第25話 帰る場所
空が暗く、雨音がこもって聞こえていた。
細い路地を、私は壁に手をつきながらフラフラと歩く。押さえた肩からしみ出した血が、袖を汚していく。呪いの元凶であった術者はいなくなった。
片目の呪いは消えているはずだけど、後遺症と言うべきなのか、視界はまだはっきりしない。私は小刻みに震えている手をぼんやりと見つめる。
ちょっと、無理しすぎたかな――。
いくら闇魔術といっても不老不死でもなければ、万能でもない。実のところ、私の魔力値はそれほど高くはないのだ。正統魔法の実力は平均以下の凡人。情けないなと、自嘲を浮かべる。

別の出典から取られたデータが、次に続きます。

mod common;

use chrono::{DateTime, Utc};
use common::{DATABASE, connect};
use docmap::{
    Concept, Connection, Entity, Fields, MemoryClient, MultipleEntitiesInOneCollection,
    mongodb::bson::{Document, doc},
};
use serde::{Deserialize, Serialize};
use std::sync::Arc;

fn shared() -> (Arc<MemoryClient>, Connection) {
    connect(Arc::new(MultipleEntitiesInOneCollection))
}

fn stored(client: &MemoryClient) -> Document {
    let mut documents = client.documents(DATABASE, "Entities");
    assert_eq!(documents.len(), 1);
    documents.remove(0)
}

#[derive(Clone, Debug, PartialEq, Serialize, Deserialize, Fields)]
struct Item {
    id: i64,
    name: String,
}

#[derive(Clone, Debug, PartialEq, Serialize, Deserialize, Entity)]
struct Cart {
    id: String,
    items: Vec<Item>,
    featured: Option<Item>,
}

#[tokio::test]
async fn numeric_nested_identifiers_come_back_as_numbers() {
    let (client, connection) = shared();
    let carts = connection.context::<Cart>().await.unwrap();

    let cart = Cart {
        id: "c1".into(),
        items: vec![
            Item {
                id: 5,
                name: "kettle".into(),
            },
            Item {
                id: 6,
                name: "mug".into(),
            },
        ],
        featured: Some(Item {
            id: 7,
            name: "teapot".into(),
        }),
    };
    carts.insert(&cart).await.unwrap();

    assert_eq!(
        stored(&client),
        doc! {
            "id": "c1",
            "items": [
                { "Id": "5", "name": "kettle" },
                { "Id": "6", "name": "mug" },
            ],
            "featured": { "Id": "7", "name": "teapot" },
            "_DOCUMENT_TYPE": "Cart",
        }
    );
    assert_eq!(carts.get_by_id("c1").await.unwrap(), Some(cart));
}

#[tokio::test]
async fn absent_nested_composites_stay_absent() {
    let (_, connection) = shared();
    let carts = connection.context::<Cart>().await.unwrap();

    let cart = Cart {
        id: "c2".into(),
        items: vec![],
        featured: None,
    };
    carts.insert(&cart).await.unwrap();

    assert_eq!(carts.get_by_id("c2").await.unwrap(), Some(cart));
}

#[derive(Clone, Debug, PartialEq, Serialize, Deserialize, Fields)]
struct Tag {
    #[serde(rename = "ID")]
    key: String,
    label: String,
}

#[derive(Clone, Debug, PartialEq, Serialize, Deserialize, Entity)]
struct Post {
    id: String,
    tag: Tag,
}

#[tokio::test]
async fn renamed_nested_identifiers_keep_their_name() {
    let (client, connection) = shared();
    let posts = connection.context::<Post>().await.unwrap();

    let post = Post {
        id: "p1".into(),
        tag: Tag {
            key: "t1".into(),
            label: "news".into(),
        },
    };
    posts.insert(&post).await.unwrap();

    assert_eq!(
        stored(&client).get_document("tag").unwrap(),
        &doc! { "Id": "t1", "label": "news" }
    );
    assert_eq!(posts.get_by_id("p1").await.unwrap(), Some(post));
}

#[derive(Clone, Debug, PartialEq, Serialize, Deserialize, Entity)]
struct Event {
    id: String,
    at: DateTime<Utc>,
}

#[tokio::test]
async fn timestamps_round_trip() {
    let (client, connection) = shared();
    let events = connection.context::<Event>().await.unwrap();

    let event = Event {
        id: "e1".into(),
        at: DateTime::from_timestamp(1_700_000_000, 0).unwrap(),
    };
    events.insert(&event).await.unwrap();

    assert_eq!(
        stored(&client).get_str("at").unwrap(),
        "2023-11-14T22:13:20Z"
    );
    assert_eq!(events.get_by_id("e1").await.unwrap(), Some(event));
}

#[derive(Clone, Debug, PartialEq, Serialize, Deserialize, Concept)]
struct Email(String);

#[derive(Clone, Debug, PartialEq, Serialize, Deserialize, Entity)]
struct Profile {
    id: i64,
    email: Option<Email>,
    aliases: Vec<Email>,
}

#[tokio::test]
async fn wrapped_values_round_trip_inside_options_and_sequences() {
    let (client, connection) = shared();
    let profiles = connection.context::<Profile>().await.unwrap();

    let profile = Profile {
        id: 3,
        email: Some(Email::from("ada@example.com".to_owned())),
        aliases: vec![
            Email::from("a@example.com".to_owned()),
            Email::from("countess@example.com".to_owned()),
        ],
    };
    profiles.insert(&profile).await.unwrap();

    assert_eq!(
        stored(&client),
        doc! {
            "id": "3",
            "email": "ada@example.com",
            "aliases": ["a@example.com", "countess@example.com"],
            "_DOCUMENT_TYPE": "Profile",
        }
    );
    assert_eq!(profiles.get_by_id(&3_i64).await.unwrap(), Some(profile.clone()));

    let unset = Profile {
        id: 4,
        email: None,
        aliases: vec![],
    };
    profiles.insert(&unset).await.unwrap();
    assert_eq!(profiles.get_by_id(&4_i64).await.unwrap(), Some(unset));
}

全身、雨に打たれて、服も髪も濡れて肌に張りついていた。
闇魔術にのめり込んだのも、本当はそんな理由からだった。聖女様の姉で、いつでも比べられていて、『妹はあれほど素晴らしいのに、姉はこのていたらくか』と見下げられるのも嫌で、負けず嫌いの性格もあって、伯爵家の図書室にあった魔術関連の本を手当たり次第に読みあさり、試してみた。
そう、私はレーリアが嫌いだった。苦手だった。私には手に入れられない才能を、溢れるほど持って生まれてきたあの子が憎らしかったと言ってもいい。まったく、そんな素振りを見せずに、心にしまって見ないようにしてきた私の本心。
報われない魂――。
こんなに心が汚れて真っ黒だから、きっと闇魔術なんてものに手を出すんだと自分もわかっている。闇魔術に手を染めれば、ろくなことにならない。いずれ、あのキャンベル大司祭のように、魔族を召喚して、己の野望を果たそうなんて馬鹿な考えに至る。
魔族が、そんな人の心の弱さと隙につけ込むのか。それほどまでに、魔族の持つ闇の魔力は人を引き寄せ、誘惑して、堕としてしまう。私もきっと、そう――。
堕ちるところまで堕ちたら、きっと全部、嫌になって壊してしまうかもしれない。
そんなふうに、思う自分が怖かった。
レーリアのこと以上に、私は、私が忌まわしかった――。
何の才能もなく、人を恨めしく思うだけの自分。諦めて貴族令嬢らしく、パーティーにでも出て、結婚相手でも捜していればいいのに。
それもできなくて惨めったらしく魔術にしがみついている自分。
全部、嫌いだった。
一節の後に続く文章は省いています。